### What the task requires
Filter these entries, keeping only lines that hold the word "enum".

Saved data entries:
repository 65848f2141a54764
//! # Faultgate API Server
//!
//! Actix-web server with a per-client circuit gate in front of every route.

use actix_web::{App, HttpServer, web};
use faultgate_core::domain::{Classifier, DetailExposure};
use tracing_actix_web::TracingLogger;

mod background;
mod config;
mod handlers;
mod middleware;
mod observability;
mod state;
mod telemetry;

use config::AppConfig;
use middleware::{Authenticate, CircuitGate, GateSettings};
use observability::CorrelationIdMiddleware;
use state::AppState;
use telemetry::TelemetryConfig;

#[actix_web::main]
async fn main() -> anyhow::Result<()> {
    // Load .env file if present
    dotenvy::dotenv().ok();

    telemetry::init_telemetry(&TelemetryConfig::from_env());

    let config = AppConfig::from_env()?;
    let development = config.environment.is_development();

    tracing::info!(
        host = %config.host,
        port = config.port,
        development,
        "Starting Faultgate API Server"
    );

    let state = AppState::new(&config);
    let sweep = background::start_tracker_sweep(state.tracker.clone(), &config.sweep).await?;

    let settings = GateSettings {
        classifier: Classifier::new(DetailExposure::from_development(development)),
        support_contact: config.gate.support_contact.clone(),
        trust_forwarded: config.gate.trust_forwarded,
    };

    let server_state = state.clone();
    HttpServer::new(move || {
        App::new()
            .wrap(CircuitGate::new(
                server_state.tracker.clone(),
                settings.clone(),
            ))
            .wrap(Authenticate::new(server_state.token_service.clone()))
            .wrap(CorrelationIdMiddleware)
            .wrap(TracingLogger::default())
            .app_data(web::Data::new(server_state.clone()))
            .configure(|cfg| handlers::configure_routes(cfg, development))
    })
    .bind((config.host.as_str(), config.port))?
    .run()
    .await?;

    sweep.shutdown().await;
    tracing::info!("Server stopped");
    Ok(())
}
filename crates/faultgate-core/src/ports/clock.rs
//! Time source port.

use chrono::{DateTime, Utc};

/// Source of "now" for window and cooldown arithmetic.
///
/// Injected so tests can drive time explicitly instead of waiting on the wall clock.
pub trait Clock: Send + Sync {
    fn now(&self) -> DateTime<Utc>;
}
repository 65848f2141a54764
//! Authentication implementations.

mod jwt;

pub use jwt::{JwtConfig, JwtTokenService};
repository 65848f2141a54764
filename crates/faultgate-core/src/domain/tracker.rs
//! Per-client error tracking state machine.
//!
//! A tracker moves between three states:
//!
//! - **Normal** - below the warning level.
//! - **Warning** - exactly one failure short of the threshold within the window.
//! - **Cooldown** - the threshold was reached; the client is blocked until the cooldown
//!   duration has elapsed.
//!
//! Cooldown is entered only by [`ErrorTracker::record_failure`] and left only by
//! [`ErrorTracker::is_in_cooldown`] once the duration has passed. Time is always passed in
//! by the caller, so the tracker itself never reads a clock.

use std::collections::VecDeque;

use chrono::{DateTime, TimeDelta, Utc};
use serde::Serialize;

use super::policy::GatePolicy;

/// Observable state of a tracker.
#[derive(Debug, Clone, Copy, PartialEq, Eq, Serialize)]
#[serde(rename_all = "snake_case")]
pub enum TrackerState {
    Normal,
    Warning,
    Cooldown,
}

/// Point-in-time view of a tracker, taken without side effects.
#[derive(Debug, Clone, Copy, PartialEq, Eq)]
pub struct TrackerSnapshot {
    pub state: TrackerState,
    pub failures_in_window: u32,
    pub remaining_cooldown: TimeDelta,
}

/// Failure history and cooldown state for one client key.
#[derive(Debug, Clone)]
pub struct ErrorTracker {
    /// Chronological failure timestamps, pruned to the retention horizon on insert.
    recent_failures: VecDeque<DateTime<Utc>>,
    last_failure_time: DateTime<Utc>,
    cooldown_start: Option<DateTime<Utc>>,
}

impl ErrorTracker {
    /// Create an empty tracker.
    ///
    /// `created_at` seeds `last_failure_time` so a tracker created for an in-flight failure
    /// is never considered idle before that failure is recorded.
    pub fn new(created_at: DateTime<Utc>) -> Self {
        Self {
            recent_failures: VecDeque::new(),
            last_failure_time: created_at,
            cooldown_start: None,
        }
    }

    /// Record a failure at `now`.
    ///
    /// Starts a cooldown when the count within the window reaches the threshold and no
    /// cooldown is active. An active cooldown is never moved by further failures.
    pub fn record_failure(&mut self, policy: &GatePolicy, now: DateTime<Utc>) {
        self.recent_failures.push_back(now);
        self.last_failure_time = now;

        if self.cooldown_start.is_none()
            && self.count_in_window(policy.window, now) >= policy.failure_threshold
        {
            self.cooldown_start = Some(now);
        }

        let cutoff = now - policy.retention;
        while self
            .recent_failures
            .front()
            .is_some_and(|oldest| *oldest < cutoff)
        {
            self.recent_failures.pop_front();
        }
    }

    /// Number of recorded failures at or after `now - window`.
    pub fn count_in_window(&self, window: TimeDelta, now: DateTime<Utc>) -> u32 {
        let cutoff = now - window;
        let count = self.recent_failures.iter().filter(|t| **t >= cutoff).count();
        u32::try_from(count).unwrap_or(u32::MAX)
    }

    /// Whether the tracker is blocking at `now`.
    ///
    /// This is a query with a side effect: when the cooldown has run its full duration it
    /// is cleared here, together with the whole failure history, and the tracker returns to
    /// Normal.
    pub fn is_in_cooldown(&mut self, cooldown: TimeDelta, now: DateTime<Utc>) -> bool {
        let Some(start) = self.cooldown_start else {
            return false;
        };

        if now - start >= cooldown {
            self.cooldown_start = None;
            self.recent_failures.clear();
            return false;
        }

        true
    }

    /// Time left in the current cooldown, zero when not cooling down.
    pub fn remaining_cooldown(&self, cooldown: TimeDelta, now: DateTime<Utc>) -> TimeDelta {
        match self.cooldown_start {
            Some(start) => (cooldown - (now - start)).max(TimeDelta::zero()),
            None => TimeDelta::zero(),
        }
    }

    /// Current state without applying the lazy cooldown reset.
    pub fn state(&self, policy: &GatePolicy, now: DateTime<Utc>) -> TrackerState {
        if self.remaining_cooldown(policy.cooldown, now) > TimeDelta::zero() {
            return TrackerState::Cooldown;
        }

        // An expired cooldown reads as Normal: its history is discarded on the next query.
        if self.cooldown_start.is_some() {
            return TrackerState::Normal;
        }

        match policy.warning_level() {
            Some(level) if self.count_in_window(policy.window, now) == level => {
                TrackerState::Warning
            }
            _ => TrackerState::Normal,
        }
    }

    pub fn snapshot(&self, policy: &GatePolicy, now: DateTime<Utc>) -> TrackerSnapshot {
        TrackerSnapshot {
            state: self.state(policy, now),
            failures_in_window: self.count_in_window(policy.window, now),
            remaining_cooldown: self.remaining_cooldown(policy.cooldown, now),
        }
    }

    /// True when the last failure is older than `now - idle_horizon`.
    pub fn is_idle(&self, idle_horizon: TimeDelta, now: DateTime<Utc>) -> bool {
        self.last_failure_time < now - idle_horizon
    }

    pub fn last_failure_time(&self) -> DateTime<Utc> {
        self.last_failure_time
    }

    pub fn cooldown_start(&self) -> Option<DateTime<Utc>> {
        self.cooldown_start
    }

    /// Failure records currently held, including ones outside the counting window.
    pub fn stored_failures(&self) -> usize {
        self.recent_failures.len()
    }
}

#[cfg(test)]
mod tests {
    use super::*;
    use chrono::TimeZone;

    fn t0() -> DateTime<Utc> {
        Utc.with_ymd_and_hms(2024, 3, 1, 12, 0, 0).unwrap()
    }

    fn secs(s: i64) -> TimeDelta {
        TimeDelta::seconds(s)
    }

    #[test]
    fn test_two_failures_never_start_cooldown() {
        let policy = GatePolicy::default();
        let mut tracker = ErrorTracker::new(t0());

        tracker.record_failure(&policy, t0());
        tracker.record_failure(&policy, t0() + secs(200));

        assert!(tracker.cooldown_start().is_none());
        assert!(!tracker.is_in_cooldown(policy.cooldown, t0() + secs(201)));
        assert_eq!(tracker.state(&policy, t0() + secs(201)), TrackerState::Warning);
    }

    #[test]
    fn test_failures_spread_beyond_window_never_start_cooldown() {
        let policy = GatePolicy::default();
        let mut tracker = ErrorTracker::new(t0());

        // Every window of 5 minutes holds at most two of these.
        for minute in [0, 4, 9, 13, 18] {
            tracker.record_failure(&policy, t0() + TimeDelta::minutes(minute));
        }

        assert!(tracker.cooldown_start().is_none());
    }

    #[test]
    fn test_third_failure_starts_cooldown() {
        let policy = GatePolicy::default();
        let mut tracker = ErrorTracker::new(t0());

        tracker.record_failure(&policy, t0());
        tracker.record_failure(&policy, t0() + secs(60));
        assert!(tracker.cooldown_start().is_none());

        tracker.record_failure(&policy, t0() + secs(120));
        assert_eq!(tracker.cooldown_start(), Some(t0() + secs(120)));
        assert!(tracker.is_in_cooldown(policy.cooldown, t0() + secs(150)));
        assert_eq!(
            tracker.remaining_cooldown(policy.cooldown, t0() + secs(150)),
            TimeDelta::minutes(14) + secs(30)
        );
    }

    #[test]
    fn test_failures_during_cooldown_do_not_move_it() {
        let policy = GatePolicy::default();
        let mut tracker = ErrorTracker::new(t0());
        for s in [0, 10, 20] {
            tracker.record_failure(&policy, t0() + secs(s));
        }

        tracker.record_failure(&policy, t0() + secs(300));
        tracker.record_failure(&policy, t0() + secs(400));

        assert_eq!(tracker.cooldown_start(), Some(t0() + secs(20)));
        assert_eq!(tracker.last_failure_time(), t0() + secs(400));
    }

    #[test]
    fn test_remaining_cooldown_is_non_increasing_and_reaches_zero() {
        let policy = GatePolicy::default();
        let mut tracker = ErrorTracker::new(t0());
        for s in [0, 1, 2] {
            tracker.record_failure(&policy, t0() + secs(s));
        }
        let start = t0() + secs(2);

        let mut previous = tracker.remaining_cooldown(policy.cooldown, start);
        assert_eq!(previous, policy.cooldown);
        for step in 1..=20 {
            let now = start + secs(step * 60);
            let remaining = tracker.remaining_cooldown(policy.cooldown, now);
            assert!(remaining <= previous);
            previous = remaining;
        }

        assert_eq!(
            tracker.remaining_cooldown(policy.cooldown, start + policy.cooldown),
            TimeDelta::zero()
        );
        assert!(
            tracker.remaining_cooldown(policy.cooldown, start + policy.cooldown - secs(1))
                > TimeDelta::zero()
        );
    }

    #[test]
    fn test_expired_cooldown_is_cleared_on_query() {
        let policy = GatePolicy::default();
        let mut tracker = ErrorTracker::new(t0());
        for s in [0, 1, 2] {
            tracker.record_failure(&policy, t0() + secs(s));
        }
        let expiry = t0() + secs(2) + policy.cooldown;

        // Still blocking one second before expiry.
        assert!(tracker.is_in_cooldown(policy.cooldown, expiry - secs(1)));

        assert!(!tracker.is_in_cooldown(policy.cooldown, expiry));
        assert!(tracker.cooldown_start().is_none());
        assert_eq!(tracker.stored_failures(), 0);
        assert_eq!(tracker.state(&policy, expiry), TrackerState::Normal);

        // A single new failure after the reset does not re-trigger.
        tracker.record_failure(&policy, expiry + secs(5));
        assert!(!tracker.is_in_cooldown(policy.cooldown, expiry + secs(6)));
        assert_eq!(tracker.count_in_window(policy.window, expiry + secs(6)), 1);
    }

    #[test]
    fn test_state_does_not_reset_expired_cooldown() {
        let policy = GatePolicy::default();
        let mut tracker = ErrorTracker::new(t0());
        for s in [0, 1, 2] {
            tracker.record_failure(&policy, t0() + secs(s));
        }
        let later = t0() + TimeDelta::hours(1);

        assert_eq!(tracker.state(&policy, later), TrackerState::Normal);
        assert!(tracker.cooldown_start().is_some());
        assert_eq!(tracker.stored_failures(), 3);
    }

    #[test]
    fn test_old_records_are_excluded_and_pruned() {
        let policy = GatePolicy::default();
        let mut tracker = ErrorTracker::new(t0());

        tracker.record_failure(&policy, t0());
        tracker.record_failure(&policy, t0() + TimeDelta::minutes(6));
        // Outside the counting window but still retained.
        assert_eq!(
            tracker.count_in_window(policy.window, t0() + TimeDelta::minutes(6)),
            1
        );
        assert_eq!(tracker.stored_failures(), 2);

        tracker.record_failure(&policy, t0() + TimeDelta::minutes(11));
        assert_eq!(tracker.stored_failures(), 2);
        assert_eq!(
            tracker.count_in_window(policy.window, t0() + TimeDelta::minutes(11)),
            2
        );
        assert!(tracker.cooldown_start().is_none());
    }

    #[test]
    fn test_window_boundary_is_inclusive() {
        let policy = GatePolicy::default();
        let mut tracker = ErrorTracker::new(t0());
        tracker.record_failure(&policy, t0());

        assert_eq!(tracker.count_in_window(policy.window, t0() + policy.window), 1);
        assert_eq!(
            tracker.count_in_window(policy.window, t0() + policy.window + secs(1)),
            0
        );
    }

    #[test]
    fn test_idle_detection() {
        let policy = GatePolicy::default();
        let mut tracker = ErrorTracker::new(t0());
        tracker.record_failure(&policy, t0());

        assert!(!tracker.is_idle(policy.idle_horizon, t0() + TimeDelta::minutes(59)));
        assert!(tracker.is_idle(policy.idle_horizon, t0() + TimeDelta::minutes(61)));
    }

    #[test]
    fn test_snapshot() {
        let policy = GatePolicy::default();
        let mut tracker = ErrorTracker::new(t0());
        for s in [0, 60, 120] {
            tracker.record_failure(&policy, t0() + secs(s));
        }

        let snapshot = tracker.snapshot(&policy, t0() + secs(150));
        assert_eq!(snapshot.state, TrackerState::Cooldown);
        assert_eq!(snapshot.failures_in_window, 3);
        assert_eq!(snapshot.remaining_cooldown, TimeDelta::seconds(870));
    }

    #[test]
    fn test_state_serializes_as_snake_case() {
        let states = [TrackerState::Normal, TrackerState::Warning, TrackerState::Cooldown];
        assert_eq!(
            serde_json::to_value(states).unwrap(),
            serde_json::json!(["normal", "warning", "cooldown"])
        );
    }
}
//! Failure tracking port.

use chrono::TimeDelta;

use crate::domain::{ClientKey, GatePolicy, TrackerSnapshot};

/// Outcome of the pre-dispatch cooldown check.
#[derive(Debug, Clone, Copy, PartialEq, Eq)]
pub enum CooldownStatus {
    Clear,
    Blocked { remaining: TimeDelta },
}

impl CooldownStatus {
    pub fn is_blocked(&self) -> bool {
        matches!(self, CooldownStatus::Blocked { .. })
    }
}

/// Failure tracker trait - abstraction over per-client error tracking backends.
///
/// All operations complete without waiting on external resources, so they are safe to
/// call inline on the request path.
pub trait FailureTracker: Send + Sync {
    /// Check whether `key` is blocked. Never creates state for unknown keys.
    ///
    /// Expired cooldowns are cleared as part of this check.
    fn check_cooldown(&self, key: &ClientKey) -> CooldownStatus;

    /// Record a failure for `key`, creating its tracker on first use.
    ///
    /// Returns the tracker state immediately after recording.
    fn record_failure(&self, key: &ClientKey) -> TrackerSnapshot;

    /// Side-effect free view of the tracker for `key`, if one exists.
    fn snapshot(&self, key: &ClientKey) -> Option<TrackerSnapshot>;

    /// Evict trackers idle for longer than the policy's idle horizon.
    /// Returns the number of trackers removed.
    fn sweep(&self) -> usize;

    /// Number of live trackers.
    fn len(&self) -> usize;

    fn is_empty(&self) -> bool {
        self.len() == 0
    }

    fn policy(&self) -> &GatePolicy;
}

### Task response
pub enum TrackerState {
pub enum CooldownStatus {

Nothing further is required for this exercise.